Dataset Block Start

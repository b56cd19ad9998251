//! The `m365_mail_message` table

use anyhow::Context as _;
use async_trait::async_trait;
use std::sync::Arc;

use crate::api::manager::ConnectionContext;
use crate::api::query::{QueryBuilder, build_filter};
use crate::models::mail::{MESSAGE_SELECT, Message};
use crate::models::{json_bool, json_list, json_str, json_string, json_timestamp};
use crate::plugin::{
    Column, ColumnType, KeyColumn, QueryContext, TableDescriptor, TableHandler, TableSchema,
};
use crate::tables::{
    echoed_filter, resolve_user_id, stream_collection, suppress_ignorable,
};

const TABLE: &str = "m365_mail_message";
const IGNORE: &[&str] = &[
    "ResourceNotFound",
    "ErrorItemNotFound",
    "MailboxNotEnabledForRESTAPI",
];

pub struct MailMessageTable {
    descriptor: TableDescriptor,
    schema: TableSchema<Message>,
}

impl MailMessageTable {
    pub fn handler() -> Arc<dyn TableHandler> {
        Arc::new(Self::new())
    }

    pub fn new() -> Self {
        let schema = Self::schema();
        let descriptor = TableDescriptor {
            name: TABLE,
            description: "Messages in a user's mailbox. Users without a provisioned mailbox yield no rows.",
            columns: schema.defs(),
            list_key_columns: vec![
                KeyColumn::optional("user_id"),
                KeyColumn::optional("subject"),
                KeyColumn::optional("importance"),
                KeyColumn::boolean("is_read"),
                KeyColumn::boolean("has_attachments"),
                KeyColumn::raw_filter(),
            ],
            get_key_columns: vec![],
            ignore_codes: IGNORE,
        };
        Self { descriptor, schema }
    }

    fn schema() -> TableSchema<Message> {
        TableSchema::new(vec![
            Column::new("id", ColumnType::String, "Unique identifier for the message.", |m: &Message| {
                json_str(&m.id)
            }),
            Column::new("subject", ColumnType::String, "Subject line.", |m: &Message| {
                json_string(&m.subject)
            }),
            Column::new("body_preview", ColumnType::String, "First lines of the body.", |m: &Message| {
                json_string(&m.body_preview)
            }),
            Column::new("importance", ColumnType::String, "Low, normal or high.", |m: &Message| {
                json_string(&m.importance)
            }),
            Column::new("inference_classification", ColumnType::String, "Focused or other.", |m: &Message| {
                json_string(&m.inference_classification)
            }),
            Column::new("internet_message_id", ColumnType::String, "RFC 2822 message ID.", |m: &Message| {
                json_string(&m.internet_message_id)
            }),
            Column::new("conversation_id", ColumnType::String, "Conversation thread identifier.", |m: &Message| {
                json_string(&m.conversation_id)
            }),
            Column::new("is_read", ColumnType::Bool, "Whether the message has been read.", |m: &Message| {
                json_bool(&m.is_read)
            }),
            Column::new("is_draft", ColumnType::Bool, "Whether the message is an unsent draft.", |m: &Message| {
                json_bool(&m.is_draft)
            }),
            Column::new("has_attachments", ColumnType::Bool, "Whether the message carries attachments.", |m: &Message| {
                json_bool(&m.has_attachments)
            }),
            Column::new("from_address", ColumnType::String, "SMTP address of the From header.", |m: &Message| {
                m.from_address().and_then(json_str)
            }),
            Column::new("sender_address", ColumnType::String, "SMTP address of the actual sender.", |m: &Message| {
                m.sender_address().and_then(json_str)
            }),
            Column::new("to_recipients", ColumnType::Json, "To line recipients.", |m: &Message| {
                json_list(&m.to_recipients)
            }),
            Column::new("cc_recipients", ColumnType::Json, "Cc line recipients.", |m: &Message| {
                json_list(&m.cc_recipients)
            }),
            Column::new("categories", ColumnType::Json, "Categories assigned to the message.", |m: &Message| {
                json_list(&m.categories)
            }),
            Column::new("received_date_time", ColumnType::Timestamp, "When the message was received.", |m: &Message| {
                json_timestamp(&m.received_date_time)
            }),
            Column::new("sent_date_time", ColumnType::Timestamp, "When the message was sent.", |m: &Message| {
                json_timestamp(&m.sent_date_time)
            }),
            Column::new("web_link", ColumnType::String, "Link to the message in Outlook on the web.", |m: &Message| {
                json_string(&m.web_link)
            }),
            Column::new("user_id", ColumnType::String, "ID or principal name of the mailbox owner.", |_| None),
            Column::new("filter", ColumnType::String, "Raw OData $filter passed through to the remote API.", |_| None),
        ])
    }
}

#[async_trait]
impl TableHandler for MailMessageTable {
    fn descriptor(&self) -> &TableDescriptor {
        &self.descriptor
    }

    async fn list(&self, conn: &ConnectionContext, ctx: &QueryContext) -> anyhow::Result<()> {
        let result = async {
            let user_id = resolve_user_id(conn, ctx)?;
            let client = conn.client().await.context("Failed to create Graph client")?;
            let filter = build_filter(ctx.quals(), &["user_id"])?;
            let path = QueryBuilder::new(format!("users/{}/messages", user_id))
                .select(MESSAGE_SELECT)
                .filter(filter)
                .top(Some(ctx.top_hint()))
                .build();
            stream_collection(
                &client,
                &path,
                &self.schema,
                ctx,
                &[("user_id", Some(user_id.clone())), echoed_filter(ctx)],
            )
            .await
            .with_context(|| format!("Failed to list messages for user {}", user_id))
        }
        .await;
        suppress_ignorable(result, TABLE, IGNORE)
    }
}

#[cfg(test)]
mod tests {
    use super::*;
    use crate::api::query::{FilterValue, Qual};
    use std::collections::HashMap;

    #[test]
    fn boolean_keys_translate_including_negation() {
        let mut quals = HashMap::new();
        quals.insert("user_id".to_string(), Qual::equal(FilterValue::String("u1".into())));
        quals.insert(
            "has_attachments".to_string(),
            Qual::not_equal(FilterValue::Bool(true)),
        );
        quals.insert("is_read".to_string(), Qual::equal(FilterValue::Bool(true)));
        let filter = build_filter(&quals, &["user_id"]).unwrap().unwrap();
        assert!(filter.contains("HasAttachments eq false"));
        assert!(filter.contains("IsRead eq true"));
        assert!(!filter.contains("UserId"));
    }
}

Dataset Block End

#### About this exercise:
Count up every line above that has the word "format" in it; answer with the number alone.

#### Output of the exercise:
2